Top 10 Marketing KPIs That Everyone Should Measure
Marketing KPI is a measurable value that indicates how well specific marketing strategies and projects work.
According to the CMO Council; in 2015, marketers were expected to spend $540 billion globally on advertising.
That’s a lot of money.
No matter how small a business you run, if you invest your resources in marketing, it has to be done efficiently.
To make sure all your marketing resources won’t go to waste, you need a reliable analysis and tracking system. One of the easiest ways to monitor your marketing achievements is to set up a KPI dashboard with relevant business metrics.
See the list of 10 easily trackable digital marketing KPIs that every business should measure and attain a complete control over your marketing performance.
Read on: What is a KPI
1. Monthly new leads/prospects
Every marketer likes to keep track of the number of monthly new leads. In a way, this marketing metric is considered to be the principal indicator of the marketing team’s work performance.
However, the monthly new leads KPI should be taken with a grain of salt.
Not all leads are of high quality and turn into customers. That’s why it is necessary to accompany the monthly new leads KPI with additional metrics that display the number of high-quality leads.
2. Qualified leads per month
Monitoring the number of monthly qualified leads helps to evaluate whether your marketing endeavors are well-targeted and attract the right audience.

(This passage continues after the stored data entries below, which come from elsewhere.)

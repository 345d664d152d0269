//! Tool registry.

use std::collections::HashMap;
use std::sync::Arc;
use std::time::Duration;

use crate::model::ToolCall;
use crate::tools::{RegistryError, Tool, ToolArgs, ToolError, ToolSpec};

/// The fixed set of tools an agent may call.
///
/// Built once at startup and read-only afterwards, so it can be shared
/// between concurrent runs behind an `Arc` without locking. Tools keep
/// their registration order, which is the order the model sees them in.
#[derive(Default, Clone)]
pub struct ToolRegistry {
    tools: Vec<Arc<dyn Tool>>,
    index: HashMap<String, usize>,
}

impl ToolRegistry {
    pub fn new() -> Self {
        Self::default()
    }

    /// Register a tool. Names must be unique.
    pub fn register(&mut self, tool: impl Tool + 'static) -> Result<(), RegistryError> {
        self.register_arc(Arc::new(tool))
    }

    /// Register a shared tool. Names must be unique.
    pub fn register_arc(&mut self, tool: Arc<dyn Tool>) -> Result<(), RegistryError> {
        let name = tool.spec().name.clone();
        if self.index.contains_key(&name) {
            return Err(RegistryError::Duplicate(name));
        }
        self.index.insert(name, self.tools.len());
        self.tools.push(tool);
        Ok(())
    }

    /// Get a tool by name.
    pub fn lookup(&self, name: &str) -> Result<&Arc<dyn Tool>, ToolError> {
        self.index
            .get(name)
            .map(|&i| &self.tools[i])
            .ok_or_else(|| ToolError::NotFound(name.to_string()))
    }

    /// Specs of every tool, in registration order.
    pub fn describe_all(&self) -> Vec<ToolSpec> {
        self.tools.iter().map(|t| t.spec().clone()).collect()
    }

    /// Tool names, in registration order.
    pub fn names(&self) -> Vec<&str> {
        self.tools.iter().map(|t| t.spec().name.as_str()).collect()
    }

    pub fn len(&self) -> usize {
        self.tools.len()
    }

    pub fn is_empty(&self) -> bool {
        self.tools.is_empty()
    }

    /// Resolve, bind and execute a tool call under `timeout`.
    pub async fn invoke(&self, call: &ToolCall, timeout: Duration) -> Result<String, ToolError> {
        let tool = self.lookup(&call.name)?;
        let args = ToolArgs::bind(tool.spec(), &call.arguments)?;

        tokio::time::timeout(timeout, tool.invoke(args))
            .await
            .map_err(|_| ToolError::Timeout(timeout.as_millis() as u64))?
    }
}

impl std::fmt::Debug for ToolRegistry {
    fn fmt(&self, f: &mut std::fmt::Formatter<'_>) -> std::fmt::Result {
        f.debug_list().entries(self.names()).finish()
    }
}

Here are three steps of lead qualification that you should follow:
- Marketing qualified leads (MQL) – this category includes all the leads that the marketing team considers worthy of the sales team’s time.

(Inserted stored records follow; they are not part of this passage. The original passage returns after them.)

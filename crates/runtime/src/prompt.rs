//! Prompt assembly.

use crate::model::{Message, ModelRequest, Part, Role, ToolResult};
use crate::scratchpad::{Scratchpad, Step};
use crate::tools::ToolSpec;

/// Default system directive.
pub const DEFAULT_SYSTEM_PROMPT: &str = "You are an expert shopping assistant. \
You look up current prices and calculate taxes. \
Use the available tools when you need facts you do not know or exact arithmetic, \
one step at a time. When you have enough information, reply with the final answer \
as plain text, without calling a tool.";

// Stands in for an assistant turn that produced no text at all.
const EMPTY_TURN: &str = "(no output)";

/// Builds the request sent to the model on every iteration.
#[derive(Debug, Clone)]
pub struct PromptAssembler {
    system: String,
}

impl Default for PromptAssembler {
    fn default() -> Self {
        Self::new(DEFAULT_SYSTEM_PROMPT)
    }
}

impl PromptAssembler {
    pub fn new(system: impl Into<String>) -> Self {
        Self {
            system: system.into(),
        }
    }

    pub fn system(&self) -> &str {
        &self.system
    }

    /// Assemble the request for `query` given everything done so far.
    ///
    /// Tool specs go into the request exactly once. The scratchpad becomes
    /// alternating assistant/user turns after the query, one pair per step.
    pub fn build(&self, query: &str, scratchpad: &Scratchpad, tools: &[ToolSpec]) -> ModelRequest {
        let mut messages = Vec::with_capacity(1 + scratchpad.len() * 2);
        messages.push(Message::user(query));

        for step in scratchpad.steps() {
            match step {
                Step::Tool {
                    thought,
                    call,
                    observation,
                } => {
                    let mut parts = Vec::with_capacity(2);
                    if let Some(thought) = thought.as_ref().filter(|t| !t.trim().is_empty()) {
                        parts.push(Part::Text(thought.clone()));
                    }
                    parts.push(Part::ToolCall(call.clone()));
                    messages.push(Message::new(Role::Assistant, parts));

                    let result = if observation.is_error {
                        ToolResult::Failure {
                            tool_call_id: call.id.clone(),
                            error: observation.text.clone(),
                        }
                    } else {
                        ToolResult::Success {
                            tool_call_id: call.id.clone(),
                            output: observation.text.clone(),
                        }
                    };
                    messages.push(Message::new(Role::User, vec![Part::ToolResult(result)]));
                }
                Step::Correction { raw, notice, .. } => {
                    let raw = if raw.trim().is_empty() { EMPTY_TURN } else { raw.as_str() };
                    messages.push(Message::assistant(raw));
                    messages.push(Message::user(notice.clone()));
                }
            }
        }

        ModelRequest {
            system: self.system.clone(),
            messages,
            tools: tools.to_vec(),
        }
    }
}

#[cfg(test)]
mod tests {
    use super::*;
    use crate::model::ToolCall;
    use crate::scratchpad::Observation;
    use crate::tools::ParamSpec;
    use serde_json::{Map, json};

    fn specs() -> Vec<ToolSpec> {
        vec![
            ToolSpec::new("web_search", "Search the web")
                .param(ParamSpec::string("query", "Search terms").required()),
            ToolSpec::new("tax_calculator", "Compute VAT")
                .param(ParamSpec::number("net_price", "Net price").required()),
        ]
    }

    fn tax_step(id: &str, observation: Observation) -> Step {
        let args = json!({"net_price": 50, "rate": 10});
        Step::Tool {
            thought: Some("Apply 10% VAT".into()),
            call: ToolCall::new(id, "tax_calculator", args.as_object().cloned().unwrap_or_default()),
            observation,
        }
    }

    #[test]
    fn first_turn_is_just_the_query() {
        let request = PromptAssembler::default().build("price?", &Scratchpad::new(), &specs());

        assert_eq!(request.system, DEFAULT_SYSTEM_PROMPT);
        assert_eq!(request.messages, vec![Message::user("price?")]);
        assert_eq!(request.tools, specs());
    }

    #[test]
    fn transcript_follows_scratchpad_order() {
        let mut pad = Scratchpad::new();
        pad.push(tax_step("a", Observation::success("Total: 55.00€")));
        pad.push(Step::correction("", "empty response"));
        pad.push(tax_step("b", Observation::failure("invalid input: bad")));

        let request = PromptAssembler::new("sys").build("q", &pad, &specs());
        let roles: Vec<Role> = request.messages.iter().map(|m| m.role).collect();
        assert_eq!(
            roles,
            [
                Role::User,
                Role::Assistant,
                Role::User,
                Role::Assistant,
                Role::User,
                Role::Assistant,
                Role::User
            ]
        );

        assert_eq!(request.messages[1].text(), "Apply 10% VAT");
        assert_eq!(request.messages[1].tool_calls()[0].id, "a");
        assert_eq!(request.messages[2].tool_results()[0].content(), "Total: 55.00€");
        assert_eq!(request.messages[3].text(), EMPTY_TURN);
        assert!(request.messages[4].text().contains("empty response"));
        assert!(request.messages[6].tool_results()[0].is_error());
    }

    #[test]
    fn tools_rendered_once_regardless_of_history() {
        let mut pad = Scratchpad::new();
        for i in 0..5 {
            pad.push(tax_step(&i.to_string(), Observation::success("ok")));
        }
        let request = PromptAssembler::default().build("q", &pad, &specs());
        assert_eq!(request.tools.len(), 2);
    }

    #[test]
    fn build_is_deterministic() {
        let mut pad = Scratchpad::new();
        pad.push(tax_step("a", Observation::success("ok")));
        let assembler = PromptAssembler::default();

        assert_eq!(
            assembler.build("q", &pad, &specs()),
            assembler.build("q", &pad, &specs())
        );
    }

    #[test]
    fn blank_thought_is_dropped() {
        let mut pad = Scratchpad::new();
        pad.push(Step::Tool {
            thought: Some("  ".into()),
            call: ToolCall::new("x", "web_search", Map::new()),
            observation: Observation::success("r"),
        });
        let request = PromptAssembler::default().build("q", &pad, &specs());
        assert_eq!(request.messages[1].parts.len(), 1);
    }
}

- Sales-accepted leads (SAL) – prospective leads that have been submitted by the marketing team and accepted by the sales team.
- Sales qualified leads (SQL) – leads that have the potential of becoming paying customers. The sales team will commit to contacting the leads in this category and will devote more time to converting them to clients.
Use a pipeline management tool to get a quick overview of your marketing and sales funnels and manage your leads in a more organized way.
3. Monthly lead-to-customer conversions
There is no use of attracting new leads if they won’t turn into customers. So make sure to track the lead-to-customer conversion rate with great care.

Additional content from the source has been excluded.